“Jah. But it was just a way to help her feel better about herself.”
“Help her feel better, or help you feel better? Because Phoebe has always known who she is and what she is and isn’t capable of.” Edna leaned forward again. “Let me tell you something about Phoebe. As a preschooler she was a bright, outgoing, confident little girl.”
Seth smiled as he got an image of Phoebe as a kinner.
“Then she started school and it became clear she was having trouble reading and writing. The teachers tried to work with her, to give her special attention and instruction, but nothing helped. And then people began to treat her differently. Not that anyone was deliberately cruel, mind you, they were only doing what they thought was best for her. They over-explained things to her, slowed down their play as if she couldn’t keep up with others around her and gave her only simple chores and tasks to perform. In short, they treated her as if she were slow-witted. And this included her own familye.”
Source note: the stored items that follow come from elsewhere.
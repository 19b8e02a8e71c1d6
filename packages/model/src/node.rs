//! # Template nodes
//!
//! Nodes live in a per-document arena keyed by [`Uid`]. Each node keeps a
//! parent back-reference and lists the ids it owns, so ownership can be
//! rewired without touching the rest of the tree.
//!
//! ## Ownership
//!
//! - `Container` owns its `children`
//! - `Slot` owns its `default_contents`
//! - `Instance` owns the nodes of its slot arguments, which live in the
//!   base variant setting (always the first entry of `vsettings`)

use crate::ids::Uid;
use serde::{Deserialize, Serialize};
use std::collections::BTreeMap;

#[derive(Debug, Clone, PartialEq, Serialize, Deserialize)]
pub struct Node {
    pub uid: Uid,

    #[serde(default, skip_serializing_if = "Option::is_none")]
    pub name: Option<String>,

    #[serde(default)]
    pub parent: Option<Uid>,

    pub kind: NodeKind,

    #[serde(default)]
    pub vsettings: Vec<VariantSetting>,
}

#[derive(Debug, Clone, PartialEq, Serialize, Deserialize)]
#[serde(tag = "type")]
pub enum NodeKind {
    Container {
        tag: String,
        #[serde(default)]
        children: Vec<Uid>,
    },
    Slot {
        param: Uid,
        #[serde(default, rename = "defaultContents")]
        default_contents: Vec<Uid>,
    },
    Instance {
        component: Uid,
    },
}

/// Property bag that applies while every variant in `variants` is active
#[derive(Debug, Clone, PartialEq, Default, Serialize, Deserialize)]
pub struct VariantSetting {
    pub variants: Vec<Uid>,

    #[serde(default, skip_serializing_if = "BTreeMap::is_empty")]
    pub attrs: BTreeMap<String, String>,

    #[serde(default, skip_serializing_if = "BTreeMap::is_empty")]
    pub styles: BTreeMap<String, String>,

    #[serde(default, skip_serializing_if = "Option::is_none")]
    pub text: Option<String>,

    #[serde(default, skip_serializing_if = "Vec::is_empty")]
    pub args: Vec<Arg>,
}

#[derive(Debug, Clone, PartialEq, Serialize, Deserialize)]
pub struct Arg {
    pub param: Uid,
    pub expr: ArgExpr,
}

#[derive(Debug, Clone, PartialEq, Serialize, Deserialize)]
#[serde(tag = "type")]
pub enum ArgExpr {
    /// Concrete slot content
    Render {
        #[serde(default)]
        nodes: Vec<Uid>,
    },
    /// Inherit the target component's default slot content
    Virtual,
    /// Prop binding
    Value { value: String },
}

impl ArgExpr {
    pub fn is_slot(&self) -> bool {
        matches!(self, ArgExpr::Render { .. } | ArgExpr::Virtual)
    }

    pub fn nodes(&self) -> &[Uid] {
        match self {
            ArgExpr::Render { nodes } => nodes,
            _ => &[],
        }
    }

    pub fn value(&self) -> Option<&str> {
        match self {
            ArgExpr::Value { value } => Some(value),
            _ => None,
        }
    }
}

/// Where a node hangs: its parent and, under an instance, the slot param
#[derive(Debug, Clone, PartialEq, Eq, Default)]
pub struct ParentSlot {
    pub parent: Option<Uid>,
    pub param: Option<Uid>,
}

impl VariantSetting {
    pub fn new(variants: Vec<Uid>) -> Self {
        Self {
            variants,
            ..Default::default()
        }
    }

    pub fn arg(&self, param: &Uid) -> Option<&Arg> {
        self.args.iter().find(|arg| &arg.param == param)
    }

    /// Set or clear a prop binding
    pub fn set_value_arg(&mut self, param: &Uid, value: Option<String>) {
        match value {
            Some(value) => match self.args.iter_mut().find(|arg| &arg.param == param) {
                Some(arg) => arg.expr = ArgExpr::Value { value },
                None => self.args.push(Arg {
                    param: param.clone(),
                    expr: ArgExpr::Value { value },
                }),
            },
            None => self
                .args
                .retain(|arg| !(&arg.param == param && matches!(arg.expr, ArgExpr::Value { .. }))),
        }
    }
}

impl Node {
    pub fn container(uid: impl Into<Uid>, tag: impl Into<String>) -> Self {
        Self::with_kind(
            uid,
            NodeKind::Container {
                tag: tag.into(),
                children: Vec::new(),
            },
        )
    }

    pub fn slot(uid: impl Into<Uid>, param: impl Into<Uid>) -> Self {
        Self::with_kind(
            uid,
            NodeKind::Slot {
                param: param.into(),
                default_contents: Vec::new(),
            },
        )
    }

    pub fn instance(uid: impl Into<Uid>, component: impl Into<Uid>) -> Self {
        Self::with_kind(
            uid,
            NodeKind::Instance {
                component: component.into(),
            },
        )
    }

    fn with_kind(uid: impl Into<Uid>, kind: NodeKind) -> Self {
        Self {
            uid: uid.into(),
            name: None,
            parent: None,
            kind,
            vsettings: Vec::new(),
        }
    }

    pub fn named(mut self, name: impl Into<String>) -> Self {
        self.name = Some(name.into());
        self
    }

    pub fn is_instance(&self) -> bool {
        matches!(self.kind, NodeKind::Instance { .. })
    }

    /// Component this node instantiates
    pub fn instance_of(&self) -> Option<&Uid> {
        match &self.kind {
            NodeKind::Instance { component } => Some(component),
            _ => None,
        }
    }

    pub fn tag(&self) -> Option<&str> {
        match &self.kind {
            NodeKind::Container { tag, .. } => Some(tag),
            _ => None,
        }
    }

    pub fn base_vsetting(&self) -> Option<&VariantSetting> {
        self.vsettings.first()
    }

    pub fn base_vsetting_mut(&mut self) -> Option<&mut VariantSetting> {
        self.vsettings.first_mut()
    }

    /// The ordered list a container or slot owns directly
    pub fn child_list(&self) -> Option<&Vec<Uid>> {
        match &self.kind {
            NodeKind::Container { children, .. } => Some(children),
            NodeKind::Slot {
                default_contents, ..
            } => Some(default_contents),
            NodeKind::Instance { .. } => None,
        }
    }

    pub fn child_list_mut(&mut self) -> Option<&mut Vec<Uid>> {
        match &mut self.kind {
            NodeKind::Container { children, .. } => Some(children),
            NodeKind::Slot {
                default_contents, ..
            } => Some(default_contents),
            NodeKind::Instance { .. } => None,
        }
    }

    /// Slot arguments of an instance, in declaration order
    pub fn slot_args(&self) -> impl Iterator<Item = &Arg> {
        let is_instance = self.is_instance();
        self.vsettings
            .first()
            .into_iter()
            .flat_map(|vs| vs.args.iter())
            .filter(move |arg| is_instance && arg.expr.is_slot())
    }

    pub fn slot_arg(&self, param: &Uid) -> Option<&Arg> {
        self.slot_args().find(|arg| &arg.param == param)
    }

    /// Every node id this node owns, in order
    pub fn children(&self) -> Vec<Uid> {
        match self.child_list() {
            Some(list) => list.clone(),
            None => self
                .slot_args()
                .flat_map(|arg| arg.expr.nodes().iter().cloned())
                .collect(),
        }
    }

    pub fn contains_child(&self, uid: &Uid) -> bool {
        match self.child_list() {
            Some(list) => list.contains(uid),
            None => self.slot_args().any(|arg| arg.expr.nodes().contains(uid)),
        }
    }

    /// Slot param whose argument holds `uid`
    pub fn param_holding(&self, uid: &Uid) -> Option<&Uid> {
        self.slot_args()
            .find(|arg| arg.expr.nodes().contains(uid))
            .map(|arg| &arg.param)
    }

    /// Remove `uid` from every list this node owns. Returns whether it was found.
    pub fn remove_child(&mut self, uid: &Uid) -> bool {
        let mut found = false;
        if let Some(list) = self.child_list_mut() {
            let before = list.len();
            list.retain(|child| child != uid);
            found |= list.len() != before;
        }
        for vs in &mut self.vsettings {
            for arg in &mut vs.args {
                if let ArgExpr::Render { nodes } = &mut arg.expr {
                    let before = nodes.len();
                    nodes.retain(|child| child != uid);
                    found |= nodes.len() != before;
                }
            }
        }
        found
    }

    /// Render list of the base argument for `param`, created if missing.
    /// Virtual and value arguments are turned into an empty render list.
    pub fn ensure_render_arg(&mut self, param: &Uid) -> Option<&mut Vec<Uid>> {
        if !self.is_instance() {
            return None;
        }
        let base = self.vsettings.first_mut()?;
        let index = match base.args.iter().position(|arg| &arg.param == param) {
            Some(index) => index,
            None => {
                base.args.push(Arg {
                    param: param.clone(),
                    expr: ArgExpr::Render { nodes: Vec::new() },
                });
                base.args.len() - 1
            }
        };
        let arg = &mut base.args[index];
        if !matches!(arg.expr, ArgExpr::Render { .. }) {
            arg.expr = ArgExpr::Render { nodes: Vec::new() };
        }
        match &mut arg.expr {
            ArgExpr::Render { nodes } => Some(nodes),
            _ => None,
        }
    }
}

#[cfg(test)]
mod tests {
    use super::*;

    fn instance_with_args() -> Node {
        let mut node = Node::instance("i1", "button");
        let mut base = VariantSetting::new(vec![Uid::new("root.base")]);
        base.args.push(Arg {
            param: Uid::new("children"),
            expr: ArgExpr::Render {
                nodes: vec![Uid::new("a"), Uid::new("b")],
            },
        });
        base.args.push(Arg {
            param: Uid::new("label"),
            expr: ArgExpr::Value {
                value: "Go".to_string(),
            },
        });
        node.vsettings.push(base);
        node
    }

    #[test]
    fn test_instance_children_come_from_slot_args() {
        let node = instance_with_args();
        assert_eq!(node.children(), vec![Uid::new("a"), Uid::new("b")]);
        assert_eq!(node.param_holding(&Uid::new("b")), Some(&Uid::new("children")));
        assert!(node.slot_arg(&Uid::new("label")).is_none());
    }

    #[test]
    fn test_remove_child_from_instance() {
        let mut node = instance_with_args();
        assert!(node.remove_child(&Uid::new("a")));
        assert!(!node.remove_child(&Uid::new("a")));
        assert_eq!(node.children(), vec![Uid::new("b")]);
    }

    #[test]
    fn test_ensure_render_arg_replaces_virtual() {
        let mut node = Node::instance("i1", "card");
        let mut base = VariantSetting::new(vec![]);
        base.args.push(Arg {
            param: Uid::new("body"),
            expr: ArgExpr::Virtual,
        });
        node.vsettings.push(base);

        node.ensure_render_arg(&Uid::new("body"))
            .unwrap()
            .push(Uid::new("x"));

        assert_eq!(node.children(), vec![Uid::new("x")]);
    }

    #[test]
    fn test_containers_have_no_render_args() {
        let mut node = Node::container("div", "div");
        node.vsettings.push(VariantSetting::new(vec![]));
        assert!(node.ensure_render_arg(&Uid::new("p")).is_none());
    }

    #[test]
    fn test_node_kind_json_shape() {
        let node = Node::slot("s1", "children");
        let json = serde_json::to_value(&node).unwrap();
        assert_eq!(json["kind"]["type"], "Slot");
        assert_eq!(json["kind"]["param"], "children");
    }
}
Edna waved a hand. “The thing is, she was still that same bright, clever girl. But she no longer had any confidence in herself. She became confused and frustrated and tried to make up for it in other ways. She tried to pretend she was right-handed like most of her friends. And she tried to perform tasks faster and better than others to prove she was okay, only to turn clumsy and self-conscious in the process.”
Is that why those little accidents she’d had in the early days of her stay had affected her so much?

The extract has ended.